[Dataset entries]
· · · · · · ·
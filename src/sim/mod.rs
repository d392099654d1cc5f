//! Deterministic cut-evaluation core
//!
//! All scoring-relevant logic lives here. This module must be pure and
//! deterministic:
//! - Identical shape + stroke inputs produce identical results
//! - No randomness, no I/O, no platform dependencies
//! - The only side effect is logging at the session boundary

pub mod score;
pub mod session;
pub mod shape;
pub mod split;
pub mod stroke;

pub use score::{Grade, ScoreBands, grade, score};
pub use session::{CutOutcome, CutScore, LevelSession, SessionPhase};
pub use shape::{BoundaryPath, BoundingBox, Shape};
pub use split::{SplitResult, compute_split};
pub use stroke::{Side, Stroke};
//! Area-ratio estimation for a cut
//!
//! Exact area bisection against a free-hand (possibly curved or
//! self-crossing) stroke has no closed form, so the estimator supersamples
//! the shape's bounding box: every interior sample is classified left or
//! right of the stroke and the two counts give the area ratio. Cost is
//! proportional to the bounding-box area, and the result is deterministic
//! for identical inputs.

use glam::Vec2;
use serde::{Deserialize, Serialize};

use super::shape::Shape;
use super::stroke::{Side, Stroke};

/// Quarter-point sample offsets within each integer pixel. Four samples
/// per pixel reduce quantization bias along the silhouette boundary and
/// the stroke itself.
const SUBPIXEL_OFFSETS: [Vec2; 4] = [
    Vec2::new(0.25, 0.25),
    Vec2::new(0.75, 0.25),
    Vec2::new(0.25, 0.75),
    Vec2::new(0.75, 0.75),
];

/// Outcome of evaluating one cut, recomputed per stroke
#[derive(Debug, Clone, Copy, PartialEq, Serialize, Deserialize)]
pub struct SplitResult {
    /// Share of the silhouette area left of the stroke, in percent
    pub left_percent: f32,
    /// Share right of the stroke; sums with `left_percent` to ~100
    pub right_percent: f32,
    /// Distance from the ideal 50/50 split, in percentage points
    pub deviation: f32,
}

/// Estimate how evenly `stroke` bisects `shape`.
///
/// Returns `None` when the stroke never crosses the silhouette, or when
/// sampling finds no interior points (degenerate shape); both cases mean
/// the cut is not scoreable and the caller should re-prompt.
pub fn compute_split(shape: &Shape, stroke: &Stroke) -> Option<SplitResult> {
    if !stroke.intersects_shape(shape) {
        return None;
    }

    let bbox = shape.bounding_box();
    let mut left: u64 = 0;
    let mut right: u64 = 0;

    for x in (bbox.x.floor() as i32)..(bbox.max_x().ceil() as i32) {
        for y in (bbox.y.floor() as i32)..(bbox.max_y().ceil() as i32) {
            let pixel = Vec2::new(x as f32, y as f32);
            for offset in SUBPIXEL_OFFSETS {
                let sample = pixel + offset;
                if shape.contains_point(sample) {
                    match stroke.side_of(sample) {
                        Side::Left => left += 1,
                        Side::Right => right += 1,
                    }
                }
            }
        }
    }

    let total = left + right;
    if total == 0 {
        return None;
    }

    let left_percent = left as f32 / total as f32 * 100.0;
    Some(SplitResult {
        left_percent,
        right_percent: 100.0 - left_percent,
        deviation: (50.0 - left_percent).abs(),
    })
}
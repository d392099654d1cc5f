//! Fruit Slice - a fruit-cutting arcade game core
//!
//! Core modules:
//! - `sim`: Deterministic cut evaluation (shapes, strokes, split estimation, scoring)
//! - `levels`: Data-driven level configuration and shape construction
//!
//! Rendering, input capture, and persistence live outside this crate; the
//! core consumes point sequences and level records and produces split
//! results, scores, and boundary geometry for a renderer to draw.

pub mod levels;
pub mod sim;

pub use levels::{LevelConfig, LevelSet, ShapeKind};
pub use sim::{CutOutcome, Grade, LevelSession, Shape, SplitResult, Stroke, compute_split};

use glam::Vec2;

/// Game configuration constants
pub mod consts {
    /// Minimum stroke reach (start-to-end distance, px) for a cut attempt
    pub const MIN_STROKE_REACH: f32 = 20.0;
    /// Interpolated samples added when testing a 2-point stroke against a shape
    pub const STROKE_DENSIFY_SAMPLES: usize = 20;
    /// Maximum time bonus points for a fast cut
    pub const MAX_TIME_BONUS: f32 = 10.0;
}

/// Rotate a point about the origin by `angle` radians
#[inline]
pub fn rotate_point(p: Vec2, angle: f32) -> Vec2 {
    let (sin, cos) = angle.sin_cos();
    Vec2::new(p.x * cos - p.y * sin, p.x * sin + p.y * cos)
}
· · · · · · ·
Exactly as shown above, write out all the records.

filename src/sim/mod.rs
repository d392099654d1cc5f
//! Deterministic cut-evaluation core
//!
//! All scoring-relevant logic lives here. This module must be pure and
//! deterministic:
//! - Identical shape + stroke inputs produce identical results
//! - No randomness, no I/O, no platform dependencies
//! - The only side effect is logging at the session boundary

pub mod score;
pub mod session;
pub mod shape;
pub mod split;
pub mod stroke;

pub use score::{Grade, ScoreBands, grade, score};
pub use session::{CutOutcome, CutScore, LevelSession, SessionPhase};
pub use shape::{BoundaryPath, BoundingBox, Shape};
pub use split::{SplitResult, compute_split};
pub use stroke::{Side, Stroke};
//! Area-ratio estimation for a cut
//!
//! Exact area bisection against a free-hand (possibly curved or
//! self-crossing) stroke has no closed form, so the estimator supersamples
//! the shape's bounding box: every interior sample is classified left or
//! right of the stroke and the two counts give the area ratio. Cost is
//! proportional to the bounding-box area, and the result is deterministic
//! for identical inputs.

use glam::Vec2;
use serde::{Deserialize, Serialize};

use super::shape::Shape;
use super::stroke::{Side, Stroke};

/// Quarter-point sample offsets within each integer pixel. Four samples
/// per pixel reduce quantization bias along the silhouette boundary and
/// the stroke itself.
const SUBPIXEL_OFFSETS: [Vec2; 4] = [
    Vec2::new(0.25, 0.25),
    Vec2::new(0.75, 0.25),
    Vec2::new(0.25, 0.75),
    Vec2::new(0.75, 0.75),
];

/// Outcome of evaluating one cut, recomputed per stroke
#[derive(Debug, Clone, Copy, PartialEq, Serialize, Deserialize)]
pub struct SplitResult {
    /// Share of the silhouette area left of the stroke, in percent
    pub left_percent: f32,
    /// Share right of the stroke; sums with `left_percent` to ~100
    pub right_percent: f32,
    /// Distance from the ideal 50/50 split, in percentage points
    pub deviation: f32,
}

/// Estimate how evenly `stroke` bisects `shape`.
///
/// Returns `None` when the stroke never crosses the silhouette, or when
/// sampling finds no interior points (degenerate shape); both cases mean
/// the cut is not scoreable and the caller should re-prompt.
pub fn compute_split(shape: &Shape, stroke: &Stroke) -> Option<SplitResult> {
    if !stroke.intersects_shape(shape) {
        return None;
    }

    let bbox = shape.bounding_box();
    let mut left: u64 = 0;
    let mut right: u64 = 0;

    for x in (bbox.x.floor() as i32)..(bbox.max_x().ceil() as i32) {
        for y in (bbox.y.floor() as i32)..(bbox.max_y().ceil() as i32) {
            let pixel = Vec2::new(x as f32, y as f32);
            for offset in SUBPIXEL_OFFSETS {
                let sample = pixel + offset;
                if shape.contains_point(sample) {
                    match stroke.side_of(sample) {
                        Side::Left => left += 1,
                        Side::Right => right += 1,
                    }
                }
            }
        }
    }

    let total = left + right;
    if total == 0 {
        return None;
    }

    let left_percent = left as f32 / total as f32 * 100.0;
    Some(SplitResult {
        left_percent,
        right_percent: 100.0 - left_percent,
        deviation: (50.0 - left_percent).abs(),
    })
}
repository d392099654d1cc5f
//! Fruit Slice - a fruit-cutting arcade game core
//!
//! Core modules:
//! - `sim`: Deterministic cut evaluation (shapes, strokes, split estimation, scoring)
//! - `levels`: Data-driven level configuration and shape construction
//!
//! Rendering, input capture, and persistence live outside this crate; the
//! core consumes point sequences and level records and produces split
//! results, scores, and boundary geometry for a renderer to draw.

pub mod levels;
pub mod sim;

pub use levels::{LevelConfig, LevelSet, ShapeKind};
pub use sim::{CutOutcome, Grade, LevelSession, Shape, SplitResult, Stroke, compute_split};

use glam::Vec2;

/// Game configuration constants
pub mod consts {
    /// Minimum stroke reach (start-to-end distance, px) for a cut attempt
    pub const MIN_STROKE_REACH: f32 = 20.0;
    /// Interpolated samples added when testing a 2-point stroke against a shape
    pub const STROKE_DENSIFY_SAMPLES: usize = 20;
    /// Maximum time bonus points for a fast cut
    pub const MAX_TIME_BONUS: f32 = 10.0;
}

/// Rotate a point about the origin by `angle` radians
#[inline]
pub fn rotate_point(p: Vec2, angle: f32) -> Vec2 {
    let (sin, cos) = angle.sin_cos();
    Vec2::new(p.x * cos - p.y * sin, p.x * sin + p.y * cos)
}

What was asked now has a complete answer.